(Records from a data source)
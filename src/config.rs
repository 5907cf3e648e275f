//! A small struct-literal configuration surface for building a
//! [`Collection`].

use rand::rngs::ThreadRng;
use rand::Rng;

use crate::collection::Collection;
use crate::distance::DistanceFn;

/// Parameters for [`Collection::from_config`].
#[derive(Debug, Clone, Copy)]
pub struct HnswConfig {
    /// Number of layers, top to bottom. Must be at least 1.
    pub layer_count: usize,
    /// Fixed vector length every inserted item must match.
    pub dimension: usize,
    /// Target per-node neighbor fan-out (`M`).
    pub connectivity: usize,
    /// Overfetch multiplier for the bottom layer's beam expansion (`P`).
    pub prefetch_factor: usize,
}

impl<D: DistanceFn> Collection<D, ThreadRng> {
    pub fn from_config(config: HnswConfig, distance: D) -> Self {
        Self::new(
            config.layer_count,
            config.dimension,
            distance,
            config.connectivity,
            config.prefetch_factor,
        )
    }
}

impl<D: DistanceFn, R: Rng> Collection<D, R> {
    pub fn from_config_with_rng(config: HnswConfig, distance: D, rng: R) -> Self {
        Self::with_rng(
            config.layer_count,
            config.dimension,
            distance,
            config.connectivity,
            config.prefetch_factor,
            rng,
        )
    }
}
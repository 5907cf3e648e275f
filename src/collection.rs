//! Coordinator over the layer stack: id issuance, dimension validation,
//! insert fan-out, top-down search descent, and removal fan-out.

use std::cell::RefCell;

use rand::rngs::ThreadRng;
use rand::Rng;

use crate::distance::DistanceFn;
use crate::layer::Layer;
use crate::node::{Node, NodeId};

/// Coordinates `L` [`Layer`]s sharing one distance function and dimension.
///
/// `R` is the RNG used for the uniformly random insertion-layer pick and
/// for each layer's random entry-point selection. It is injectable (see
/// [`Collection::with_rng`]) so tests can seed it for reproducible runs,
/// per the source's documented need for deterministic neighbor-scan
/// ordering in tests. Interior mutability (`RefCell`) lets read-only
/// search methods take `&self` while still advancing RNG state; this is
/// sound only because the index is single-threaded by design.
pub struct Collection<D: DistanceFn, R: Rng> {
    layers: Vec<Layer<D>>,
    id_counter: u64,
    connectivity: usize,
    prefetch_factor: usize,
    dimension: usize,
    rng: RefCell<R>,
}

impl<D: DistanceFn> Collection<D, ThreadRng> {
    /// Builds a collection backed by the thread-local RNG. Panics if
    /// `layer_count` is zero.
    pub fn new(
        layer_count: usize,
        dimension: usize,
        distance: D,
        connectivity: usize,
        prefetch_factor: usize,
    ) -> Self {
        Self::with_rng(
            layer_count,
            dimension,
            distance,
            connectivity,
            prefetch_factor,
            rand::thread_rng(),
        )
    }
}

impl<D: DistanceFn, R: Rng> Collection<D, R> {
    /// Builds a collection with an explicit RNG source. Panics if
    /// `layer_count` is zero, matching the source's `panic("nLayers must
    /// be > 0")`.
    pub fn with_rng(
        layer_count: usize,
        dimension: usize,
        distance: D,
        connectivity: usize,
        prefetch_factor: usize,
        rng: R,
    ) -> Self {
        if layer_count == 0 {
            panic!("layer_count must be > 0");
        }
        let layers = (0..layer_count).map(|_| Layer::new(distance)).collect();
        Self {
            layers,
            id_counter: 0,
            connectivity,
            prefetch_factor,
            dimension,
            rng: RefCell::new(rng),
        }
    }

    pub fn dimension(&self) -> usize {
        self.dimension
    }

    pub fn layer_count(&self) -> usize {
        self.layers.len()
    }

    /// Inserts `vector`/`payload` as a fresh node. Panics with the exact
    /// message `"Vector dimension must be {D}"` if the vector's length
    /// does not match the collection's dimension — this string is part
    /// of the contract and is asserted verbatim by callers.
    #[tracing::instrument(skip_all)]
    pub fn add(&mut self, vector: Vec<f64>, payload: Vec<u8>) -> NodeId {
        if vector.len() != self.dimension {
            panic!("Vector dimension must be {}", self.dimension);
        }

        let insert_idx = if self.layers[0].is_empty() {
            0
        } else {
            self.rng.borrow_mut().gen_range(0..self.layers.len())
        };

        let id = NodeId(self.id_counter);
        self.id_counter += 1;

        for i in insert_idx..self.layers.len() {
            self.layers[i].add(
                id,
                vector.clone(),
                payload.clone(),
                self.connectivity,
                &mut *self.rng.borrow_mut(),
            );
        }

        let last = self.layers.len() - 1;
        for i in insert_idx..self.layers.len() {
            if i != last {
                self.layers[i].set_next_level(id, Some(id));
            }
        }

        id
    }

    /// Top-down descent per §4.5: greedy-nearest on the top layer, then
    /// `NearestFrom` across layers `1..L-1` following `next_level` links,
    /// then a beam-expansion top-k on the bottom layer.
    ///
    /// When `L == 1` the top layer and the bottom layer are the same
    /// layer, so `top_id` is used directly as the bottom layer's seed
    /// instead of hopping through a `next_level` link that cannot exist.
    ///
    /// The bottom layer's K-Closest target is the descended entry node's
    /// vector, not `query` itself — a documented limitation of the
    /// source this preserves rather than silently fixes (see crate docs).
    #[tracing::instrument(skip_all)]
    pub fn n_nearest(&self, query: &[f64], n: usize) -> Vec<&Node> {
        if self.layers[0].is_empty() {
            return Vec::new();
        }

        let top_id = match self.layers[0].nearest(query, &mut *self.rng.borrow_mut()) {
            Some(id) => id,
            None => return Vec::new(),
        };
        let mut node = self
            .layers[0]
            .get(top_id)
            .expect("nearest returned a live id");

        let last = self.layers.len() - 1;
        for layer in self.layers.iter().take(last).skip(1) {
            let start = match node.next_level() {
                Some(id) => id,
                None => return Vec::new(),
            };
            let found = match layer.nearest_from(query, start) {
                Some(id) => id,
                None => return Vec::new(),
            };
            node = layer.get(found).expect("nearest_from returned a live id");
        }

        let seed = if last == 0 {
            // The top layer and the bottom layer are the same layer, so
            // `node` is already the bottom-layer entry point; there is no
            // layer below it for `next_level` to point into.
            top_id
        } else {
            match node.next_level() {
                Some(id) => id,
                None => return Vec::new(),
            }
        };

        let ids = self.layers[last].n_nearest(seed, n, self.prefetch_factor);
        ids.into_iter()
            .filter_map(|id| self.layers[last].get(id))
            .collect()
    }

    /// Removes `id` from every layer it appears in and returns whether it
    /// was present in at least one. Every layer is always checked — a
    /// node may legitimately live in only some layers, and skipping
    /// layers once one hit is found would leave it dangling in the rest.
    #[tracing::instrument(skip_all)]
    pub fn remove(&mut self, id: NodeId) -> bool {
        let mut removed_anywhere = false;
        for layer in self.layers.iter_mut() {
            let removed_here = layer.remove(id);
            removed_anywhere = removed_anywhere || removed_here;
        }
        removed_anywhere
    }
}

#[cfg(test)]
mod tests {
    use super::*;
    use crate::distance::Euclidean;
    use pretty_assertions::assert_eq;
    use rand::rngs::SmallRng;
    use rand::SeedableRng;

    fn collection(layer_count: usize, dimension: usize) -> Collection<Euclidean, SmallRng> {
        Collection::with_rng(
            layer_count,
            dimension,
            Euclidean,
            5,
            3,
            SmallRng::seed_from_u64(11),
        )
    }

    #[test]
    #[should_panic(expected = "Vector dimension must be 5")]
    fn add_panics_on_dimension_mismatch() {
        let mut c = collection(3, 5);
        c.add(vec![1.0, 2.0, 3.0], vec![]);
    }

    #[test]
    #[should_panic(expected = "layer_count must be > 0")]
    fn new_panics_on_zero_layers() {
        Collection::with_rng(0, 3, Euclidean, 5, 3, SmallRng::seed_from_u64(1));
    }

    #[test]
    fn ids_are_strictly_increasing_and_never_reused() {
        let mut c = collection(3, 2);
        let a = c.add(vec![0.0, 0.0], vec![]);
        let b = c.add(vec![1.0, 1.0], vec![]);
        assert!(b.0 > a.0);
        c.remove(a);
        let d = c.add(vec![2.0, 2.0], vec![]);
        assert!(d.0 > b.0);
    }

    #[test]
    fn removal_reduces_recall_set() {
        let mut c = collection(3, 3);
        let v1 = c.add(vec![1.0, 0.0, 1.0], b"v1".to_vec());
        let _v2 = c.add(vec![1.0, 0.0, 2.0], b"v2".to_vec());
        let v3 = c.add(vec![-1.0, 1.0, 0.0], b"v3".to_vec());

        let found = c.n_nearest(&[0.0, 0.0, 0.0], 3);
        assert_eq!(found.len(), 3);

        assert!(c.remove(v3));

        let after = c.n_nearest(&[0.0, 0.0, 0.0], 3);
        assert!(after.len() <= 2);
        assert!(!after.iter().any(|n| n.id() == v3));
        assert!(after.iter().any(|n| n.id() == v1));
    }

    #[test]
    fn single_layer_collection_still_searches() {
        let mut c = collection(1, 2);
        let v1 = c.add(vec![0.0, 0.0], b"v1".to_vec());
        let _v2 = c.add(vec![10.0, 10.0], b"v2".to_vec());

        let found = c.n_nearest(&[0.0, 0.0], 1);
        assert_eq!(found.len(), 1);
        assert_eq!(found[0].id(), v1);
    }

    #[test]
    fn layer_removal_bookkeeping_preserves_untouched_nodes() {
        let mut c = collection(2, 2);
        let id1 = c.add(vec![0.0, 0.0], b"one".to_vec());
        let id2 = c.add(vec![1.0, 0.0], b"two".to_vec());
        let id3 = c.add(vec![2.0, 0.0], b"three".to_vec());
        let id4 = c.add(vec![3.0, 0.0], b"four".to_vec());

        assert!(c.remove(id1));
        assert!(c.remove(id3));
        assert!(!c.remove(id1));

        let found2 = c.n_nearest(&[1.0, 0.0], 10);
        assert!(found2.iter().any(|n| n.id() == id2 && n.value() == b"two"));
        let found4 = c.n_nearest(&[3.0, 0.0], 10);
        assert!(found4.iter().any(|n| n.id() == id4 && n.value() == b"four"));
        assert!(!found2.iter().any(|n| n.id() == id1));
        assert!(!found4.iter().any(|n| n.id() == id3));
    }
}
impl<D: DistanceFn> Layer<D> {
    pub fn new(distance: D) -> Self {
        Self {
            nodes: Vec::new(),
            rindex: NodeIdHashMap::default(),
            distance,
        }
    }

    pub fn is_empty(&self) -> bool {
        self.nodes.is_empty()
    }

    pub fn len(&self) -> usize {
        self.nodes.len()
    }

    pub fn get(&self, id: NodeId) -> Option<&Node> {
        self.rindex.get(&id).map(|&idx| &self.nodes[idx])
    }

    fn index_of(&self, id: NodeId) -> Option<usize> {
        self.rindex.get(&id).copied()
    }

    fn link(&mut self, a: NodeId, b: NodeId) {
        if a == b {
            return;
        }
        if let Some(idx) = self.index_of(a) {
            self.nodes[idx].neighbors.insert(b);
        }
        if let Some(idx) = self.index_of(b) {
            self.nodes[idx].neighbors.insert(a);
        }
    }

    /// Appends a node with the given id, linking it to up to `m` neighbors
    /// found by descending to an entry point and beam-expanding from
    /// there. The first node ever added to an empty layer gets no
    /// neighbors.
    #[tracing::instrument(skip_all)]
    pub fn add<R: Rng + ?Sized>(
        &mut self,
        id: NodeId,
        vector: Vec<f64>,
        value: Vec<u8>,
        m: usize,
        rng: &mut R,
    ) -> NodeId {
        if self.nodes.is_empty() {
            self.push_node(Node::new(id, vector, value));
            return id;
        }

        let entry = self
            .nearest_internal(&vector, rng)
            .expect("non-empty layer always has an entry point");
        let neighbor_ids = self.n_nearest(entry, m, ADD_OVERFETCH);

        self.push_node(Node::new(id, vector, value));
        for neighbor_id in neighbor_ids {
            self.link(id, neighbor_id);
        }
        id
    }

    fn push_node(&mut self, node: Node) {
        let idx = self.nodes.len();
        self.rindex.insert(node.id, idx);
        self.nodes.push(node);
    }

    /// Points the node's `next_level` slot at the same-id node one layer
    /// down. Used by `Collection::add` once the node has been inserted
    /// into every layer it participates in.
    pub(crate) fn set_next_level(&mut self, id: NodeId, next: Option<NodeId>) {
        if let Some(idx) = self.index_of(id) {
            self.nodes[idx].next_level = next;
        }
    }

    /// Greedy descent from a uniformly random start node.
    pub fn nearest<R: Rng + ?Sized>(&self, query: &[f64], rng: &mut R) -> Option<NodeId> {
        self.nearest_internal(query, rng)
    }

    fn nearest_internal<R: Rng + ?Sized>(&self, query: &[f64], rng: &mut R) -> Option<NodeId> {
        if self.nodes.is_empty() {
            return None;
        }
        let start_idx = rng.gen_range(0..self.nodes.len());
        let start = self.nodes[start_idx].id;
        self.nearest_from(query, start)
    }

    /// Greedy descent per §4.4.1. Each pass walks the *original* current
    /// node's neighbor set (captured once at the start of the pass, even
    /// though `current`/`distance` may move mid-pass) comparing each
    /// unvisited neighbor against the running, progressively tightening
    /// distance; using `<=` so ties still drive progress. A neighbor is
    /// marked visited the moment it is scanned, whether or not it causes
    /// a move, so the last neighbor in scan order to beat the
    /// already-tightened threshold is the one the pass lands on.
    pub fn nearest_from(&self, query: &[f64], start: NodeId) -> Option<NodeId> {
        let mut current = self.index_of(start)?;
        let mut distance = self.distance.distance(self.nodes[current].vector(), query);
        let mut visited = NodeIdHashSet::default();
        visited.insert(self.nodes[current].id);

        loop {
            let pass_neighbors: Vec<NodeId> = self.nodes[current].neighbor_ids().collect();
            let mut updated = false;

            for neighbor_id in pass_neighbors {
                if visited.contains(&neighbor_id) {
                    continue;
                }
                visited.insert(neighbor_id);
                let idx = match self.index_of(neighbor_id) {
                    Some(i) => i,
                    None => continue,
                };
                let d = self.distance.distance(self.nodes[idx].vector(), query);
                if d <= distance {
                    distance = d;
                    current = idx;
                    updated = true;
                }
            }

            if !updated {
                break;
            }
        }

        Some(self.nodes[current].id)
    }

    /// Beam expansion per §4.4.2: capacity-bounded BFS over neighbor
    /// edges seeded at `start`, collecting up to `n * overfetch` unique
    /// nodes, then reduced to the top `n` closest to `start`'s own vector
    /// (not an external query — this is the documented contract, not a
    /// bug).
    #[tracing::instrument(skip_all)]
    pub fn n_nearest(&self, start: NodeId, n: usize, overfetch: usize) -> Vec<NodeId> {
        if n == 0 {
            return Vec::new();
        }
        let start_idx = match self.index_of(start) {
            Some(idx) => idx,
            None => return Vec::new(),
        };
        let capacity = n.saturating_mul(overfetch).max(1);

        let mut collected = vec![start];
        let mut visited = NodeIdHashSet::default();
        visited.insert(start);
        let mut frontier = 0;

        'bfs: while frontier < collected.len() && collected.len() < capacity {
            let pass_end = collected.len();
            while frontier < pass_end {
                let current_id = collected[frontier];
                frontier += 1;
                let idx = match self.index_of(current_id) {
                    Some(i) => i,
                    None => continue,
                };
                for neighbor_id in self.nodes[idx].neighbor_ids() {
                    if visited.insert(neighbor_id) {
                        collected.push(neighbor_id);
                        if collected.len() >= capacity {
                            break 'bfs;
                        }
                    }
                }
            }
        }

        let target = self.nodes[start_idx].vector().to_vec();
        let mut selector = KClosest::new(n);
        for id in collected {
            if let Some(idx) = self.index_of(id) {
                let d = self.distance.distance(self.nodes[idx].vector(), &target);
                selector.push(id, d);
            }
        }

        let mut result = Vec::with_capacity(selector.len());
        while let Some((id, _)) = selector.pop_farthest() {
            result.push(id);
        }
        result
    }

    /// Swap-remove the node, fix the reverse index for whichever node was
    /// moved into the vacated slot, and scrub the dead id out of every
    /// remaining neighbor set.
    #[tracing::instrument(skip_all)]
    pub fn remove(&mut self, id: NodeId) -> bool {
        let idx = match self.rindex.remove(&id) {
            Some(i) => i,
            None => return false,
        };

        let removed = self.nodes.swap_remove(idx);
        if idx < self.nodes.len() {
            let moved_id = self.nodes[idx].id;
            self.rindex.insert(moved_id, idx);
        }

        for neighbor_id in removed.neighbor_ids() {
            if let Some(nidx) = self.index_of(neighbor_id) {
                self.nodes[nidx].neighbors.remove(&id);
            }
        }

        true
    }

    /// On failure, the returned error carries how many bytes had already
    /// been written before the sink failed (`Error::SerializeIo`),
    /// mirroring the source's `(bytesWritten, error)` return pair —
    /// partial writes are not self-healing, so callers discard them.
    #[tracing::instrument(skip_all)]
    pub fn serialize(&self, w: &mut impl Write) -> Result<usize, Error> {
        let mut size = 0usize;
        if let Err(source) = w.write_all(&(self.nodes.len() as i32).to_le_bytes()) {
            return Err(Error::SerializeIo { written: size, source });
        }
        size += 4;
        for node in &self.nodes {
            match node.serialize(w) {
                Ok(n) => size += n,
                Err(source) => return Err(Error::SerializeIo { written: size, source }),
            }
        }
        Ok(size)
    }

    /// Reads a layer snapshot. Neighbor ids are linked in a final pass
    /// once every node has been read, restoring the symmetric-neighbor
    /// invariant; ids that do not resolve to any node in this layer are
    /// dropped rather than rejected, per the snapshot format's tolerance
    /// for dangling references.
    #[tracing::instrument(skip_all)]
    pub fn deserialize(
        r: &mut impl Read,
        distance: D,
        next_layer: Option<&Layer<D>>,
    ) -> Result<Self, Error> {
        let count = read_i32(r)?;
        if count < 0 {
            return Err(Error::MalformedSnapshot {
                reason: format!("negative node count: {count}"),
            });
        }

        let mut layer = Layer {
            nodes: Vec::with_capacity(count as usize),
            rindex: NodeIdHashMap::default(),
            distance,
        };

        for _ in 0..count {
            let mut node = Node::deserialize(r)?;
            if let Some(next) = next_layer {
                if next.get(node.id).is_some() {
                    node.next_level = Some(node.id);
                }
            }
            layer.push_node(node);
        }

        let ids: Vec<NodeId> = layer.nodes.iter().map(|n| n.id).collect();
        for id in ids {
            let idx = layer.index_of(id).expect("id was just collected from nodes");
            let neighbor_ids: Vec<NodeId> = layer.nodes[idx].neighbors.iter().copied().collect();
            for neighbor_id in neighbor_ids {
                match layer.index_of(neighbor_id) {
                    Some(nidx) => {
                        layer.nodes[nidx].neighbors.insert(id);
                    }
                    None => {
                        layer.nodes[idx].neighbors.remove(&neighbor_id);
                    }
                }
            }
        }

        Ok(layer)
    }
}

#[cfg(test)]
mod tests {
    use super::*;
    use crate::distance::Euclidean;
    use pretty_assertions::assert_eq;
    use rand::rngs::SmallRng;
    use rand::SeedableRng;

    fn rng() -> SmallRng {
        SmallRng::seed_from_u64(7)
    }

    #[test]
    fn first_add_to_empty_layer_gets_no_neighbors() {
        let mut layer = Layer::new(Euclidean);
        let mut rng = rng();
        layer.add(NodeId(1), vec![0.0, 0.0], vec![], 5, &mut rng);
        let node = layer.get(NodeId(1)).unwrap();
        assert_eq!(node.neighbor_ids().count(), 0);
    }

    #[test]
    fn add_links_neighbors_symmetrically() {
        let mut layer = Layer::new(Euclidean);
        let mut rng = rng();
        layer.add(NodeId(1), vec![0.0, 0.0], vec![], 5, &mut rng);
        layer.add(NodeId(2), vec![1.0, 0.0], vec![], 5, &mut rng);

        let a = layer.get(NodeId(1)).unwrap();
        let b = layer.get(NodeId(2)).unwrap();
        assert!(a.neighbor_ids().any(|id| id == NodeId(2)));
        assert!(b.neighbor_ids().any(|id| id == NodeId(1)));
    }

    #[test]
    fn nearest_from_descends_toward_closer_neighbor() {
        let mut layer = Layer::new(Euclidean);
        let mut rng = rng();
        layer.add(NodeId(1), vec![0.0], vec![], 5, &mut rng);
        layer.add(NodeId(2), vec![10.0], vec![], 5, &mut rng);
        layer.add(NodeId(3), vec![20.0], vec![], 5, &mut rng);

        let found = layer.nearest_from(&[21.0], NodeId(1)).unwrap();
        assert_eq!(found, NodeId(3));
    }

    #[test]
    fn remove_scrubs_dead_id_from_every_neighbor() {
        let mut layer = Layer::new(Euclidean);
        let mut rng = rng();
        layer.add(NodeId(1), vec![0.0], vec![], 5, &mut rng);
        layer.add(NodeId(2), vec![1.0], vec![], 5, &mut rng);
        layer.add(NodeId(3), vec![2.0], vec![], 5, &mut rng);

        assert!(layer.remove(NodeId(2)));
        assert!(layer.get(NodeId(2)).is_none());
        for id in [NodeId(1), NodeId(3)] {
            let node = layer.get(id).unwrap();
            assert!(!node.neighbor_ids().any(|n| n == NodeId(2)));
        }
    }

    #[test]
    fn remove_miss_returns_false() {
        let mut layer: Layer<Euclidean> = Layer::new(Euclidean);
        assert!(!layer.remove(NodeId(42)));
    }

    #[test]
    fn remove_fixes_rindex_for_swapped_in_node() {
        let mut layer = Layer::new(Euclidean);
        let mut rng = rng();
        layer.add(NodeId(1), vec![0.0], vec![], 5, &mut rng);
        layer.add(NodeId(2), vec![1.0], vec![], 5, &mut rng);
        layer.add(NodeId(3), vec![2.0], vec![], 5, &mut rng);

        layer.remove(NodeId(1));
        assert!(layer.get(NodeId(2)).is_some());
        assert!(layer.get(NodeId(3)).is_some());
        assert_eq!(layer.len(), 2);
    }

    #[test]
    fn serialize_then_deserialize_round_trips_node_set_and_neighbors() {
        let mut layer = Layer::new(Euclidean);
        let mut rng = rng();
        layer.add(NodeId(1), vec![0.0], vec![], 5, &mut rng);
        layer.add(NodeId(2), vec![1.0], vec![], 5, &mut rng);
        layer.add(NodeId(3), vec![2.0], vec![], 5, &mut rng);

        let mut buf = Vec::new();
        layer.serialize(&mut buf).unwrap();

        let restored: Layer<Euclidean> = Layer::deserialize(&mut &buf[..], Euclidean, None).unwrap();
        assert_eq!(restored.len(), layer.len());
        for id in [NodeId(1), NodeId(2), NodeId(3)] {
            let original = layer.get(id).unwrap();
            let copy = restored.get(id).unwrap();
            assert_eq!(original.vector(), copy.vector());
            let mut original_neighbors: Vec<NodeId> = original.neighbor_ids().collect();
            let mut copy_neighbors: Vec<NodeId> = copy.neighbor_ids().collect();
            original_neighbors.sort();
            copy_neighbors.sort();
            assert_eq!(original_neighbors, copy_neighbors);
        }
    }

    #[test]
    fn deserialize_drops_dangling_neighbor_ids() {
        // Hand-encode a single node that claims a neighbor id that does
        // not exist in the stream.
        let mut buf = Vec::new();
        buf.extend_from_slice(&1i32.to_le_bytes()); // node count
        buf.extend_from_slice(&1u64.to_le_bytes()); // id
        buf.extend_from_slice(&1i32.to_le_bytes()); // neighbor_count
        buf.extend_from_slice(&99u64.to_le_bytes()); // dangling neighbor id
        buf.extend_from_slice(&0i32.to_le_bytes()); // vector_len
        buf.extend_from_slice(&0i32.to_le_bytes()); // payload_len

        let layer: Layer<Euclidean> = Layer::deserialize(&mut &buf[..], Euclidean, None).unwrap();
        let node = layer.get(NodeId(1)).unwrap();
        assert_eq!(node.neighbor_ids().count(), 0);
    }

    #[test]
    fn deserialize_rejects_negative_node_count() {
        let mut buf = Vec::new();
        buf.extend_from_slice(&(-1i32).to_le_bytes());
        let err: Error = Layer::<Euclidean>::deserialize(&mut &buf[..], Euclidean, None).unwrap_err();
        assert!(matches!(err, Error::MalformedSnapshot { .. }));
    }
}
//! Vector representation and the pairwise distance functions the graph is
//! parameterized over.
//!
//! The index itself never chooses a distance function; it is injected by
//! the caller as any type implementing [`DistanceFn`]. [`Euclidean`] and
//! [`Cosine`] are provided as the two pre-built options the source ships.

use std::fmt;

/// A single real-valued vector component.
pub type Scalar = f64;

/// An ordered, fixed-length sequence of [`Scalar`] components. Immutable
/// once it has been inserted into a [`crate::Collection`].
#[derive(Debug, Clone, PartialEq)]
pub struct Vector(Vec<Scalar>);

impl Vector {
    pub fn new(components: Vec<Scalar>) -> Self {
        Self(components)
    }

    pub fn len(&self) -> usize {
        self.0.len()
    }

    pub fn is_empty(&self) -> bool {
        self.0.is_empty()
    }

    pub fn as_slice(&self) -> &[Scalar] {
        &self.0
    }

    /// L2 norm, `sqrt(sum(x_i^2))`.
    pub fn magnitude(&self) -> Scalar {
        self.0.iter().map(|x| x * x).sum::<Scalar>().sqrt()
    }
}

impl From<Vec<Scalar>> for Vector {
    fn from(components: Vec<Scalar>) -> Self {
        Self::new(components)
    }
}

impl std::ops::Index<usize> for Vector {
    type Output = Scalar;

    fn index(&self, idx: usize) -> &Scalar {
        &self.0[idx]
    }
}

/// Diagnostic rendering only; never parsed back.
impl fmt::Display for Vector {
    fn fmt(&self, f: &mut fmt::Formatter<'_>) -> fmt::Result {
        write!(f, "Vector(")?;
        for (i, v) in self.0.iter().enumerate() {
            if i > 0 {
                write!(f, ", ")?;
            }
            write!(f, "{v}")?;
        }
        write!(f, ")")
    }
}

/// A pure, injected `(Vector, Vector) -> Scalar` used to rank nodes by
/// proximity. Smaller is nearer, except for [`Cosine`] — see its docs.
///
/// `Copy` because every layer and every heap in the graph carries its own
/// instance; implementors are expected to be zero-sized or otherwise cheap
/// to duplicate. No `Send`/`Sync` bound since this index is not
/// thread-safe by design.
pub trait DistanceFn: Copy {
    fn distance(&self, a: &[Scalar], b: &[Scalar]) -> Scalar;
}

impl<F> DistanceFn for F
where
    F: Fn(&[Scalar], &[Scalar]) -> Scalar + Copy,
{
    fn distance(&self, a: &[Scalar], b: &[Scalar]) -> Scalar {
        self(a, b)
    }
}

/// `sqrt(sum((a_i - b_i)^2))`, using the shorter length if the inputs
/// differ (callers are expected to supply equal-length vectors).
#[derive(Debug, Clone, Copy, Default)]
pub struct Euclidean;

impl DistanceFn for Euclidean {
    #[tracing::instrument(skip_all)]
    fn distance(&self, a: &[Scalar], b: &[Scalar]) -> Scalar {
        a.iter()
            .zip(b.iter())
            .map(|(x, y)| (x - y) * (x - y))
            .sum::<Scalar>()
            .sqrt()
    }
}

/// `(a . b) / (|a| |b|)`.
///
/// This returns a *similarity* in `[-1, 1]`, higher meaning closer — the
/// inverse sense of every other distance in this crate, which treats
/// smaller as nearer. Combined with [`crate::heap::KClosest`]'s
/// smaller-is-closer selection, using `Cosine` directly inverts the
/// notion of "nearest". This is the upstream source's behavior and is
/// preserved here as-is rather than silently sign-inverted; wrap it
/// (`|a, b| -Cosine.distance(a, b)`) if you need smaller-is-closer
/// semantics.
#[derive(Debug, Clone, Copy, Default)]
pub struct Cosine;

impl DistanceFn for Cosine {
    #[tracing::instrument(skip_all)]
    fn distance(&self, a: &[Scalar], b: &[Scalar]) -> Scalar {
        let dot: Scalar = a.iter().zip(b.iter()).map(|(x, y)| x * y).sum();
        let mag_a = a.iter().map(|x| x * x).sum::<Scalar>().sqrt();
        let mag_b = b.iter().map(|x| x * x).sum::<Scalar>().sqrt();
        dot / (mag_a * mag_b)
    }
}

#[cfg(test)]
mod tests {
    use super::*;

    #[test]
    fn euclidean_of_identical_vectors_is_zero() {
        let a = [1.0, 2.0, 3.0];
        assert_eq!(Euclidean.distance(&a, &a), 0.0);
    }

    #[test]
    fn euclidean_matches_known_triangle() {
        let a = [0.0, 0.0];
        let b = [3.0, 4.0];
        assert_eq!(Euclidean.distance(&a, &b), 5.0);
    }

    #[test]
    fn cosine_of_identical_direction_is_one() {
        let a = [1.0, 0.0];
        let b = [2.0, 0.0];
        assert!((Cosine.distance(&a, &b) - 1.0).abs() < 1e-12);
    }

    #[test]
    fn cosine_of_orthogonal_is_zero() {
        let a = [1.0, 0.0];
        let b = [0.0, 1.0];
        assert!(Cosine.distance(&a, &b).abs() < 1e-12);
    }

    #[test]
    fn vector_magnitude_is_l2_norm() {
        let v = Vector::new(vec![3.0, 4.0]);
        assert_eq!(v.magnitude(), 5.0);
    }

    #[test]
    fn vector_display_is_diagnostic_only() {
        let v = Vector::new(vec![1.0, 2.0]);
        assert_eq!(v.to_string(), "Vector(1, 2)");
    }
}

▶ **WORK INSTRUCTIONS**
Your reply is to repeat, unchanged, the lines above running from the one with "break 'bfs;" up to and including the one with "if let Some(nidx)".

▶ **RESPONSE TO THE TASK**
                            break 'bfs;
                        }
                    }
                }
            }
        }

        let target = self.nodes[start_idx].vector().to_vec();
        let mut selector = KClosest::new(n);
        for id in collected {
            if let Some(idx) = self.index_of(id) {
                let d = self.distance.distance(self.nodes[idx].vector(), &target);
                selector.push(id, d);
            }
        }

        let mut result = Vec::with_capacity(selector.len());
        while let Some((id, _)) = selector.pop_farthest() {
            result.push(id);
        }
        result
    }

    /// Swap-remove the node, fix the reverse index for whichever node was
    /// moved into the vacated slot, and scrub the dead id out of every
    /// remaining neighbor set.
    #[tracing::instrument(skip_all)]
    pub fn remove(&mut self, id: NodeId) -> bool {
        let idx = match self.rindex.remove(&id) {
            Some(i) => i,
            None => return false,
        };

        let removed = self.nodes.swap_remove(idx);
        if idx < self.nodes.len() {
            let moved_id = self.nodes[idx].id;
            self.rindex.insert(moved_id, idx);
        }

        for neighbor_id in removed.neighbor_ids() {
            if let Some(nidx) = self.index_of(neighbor_id) {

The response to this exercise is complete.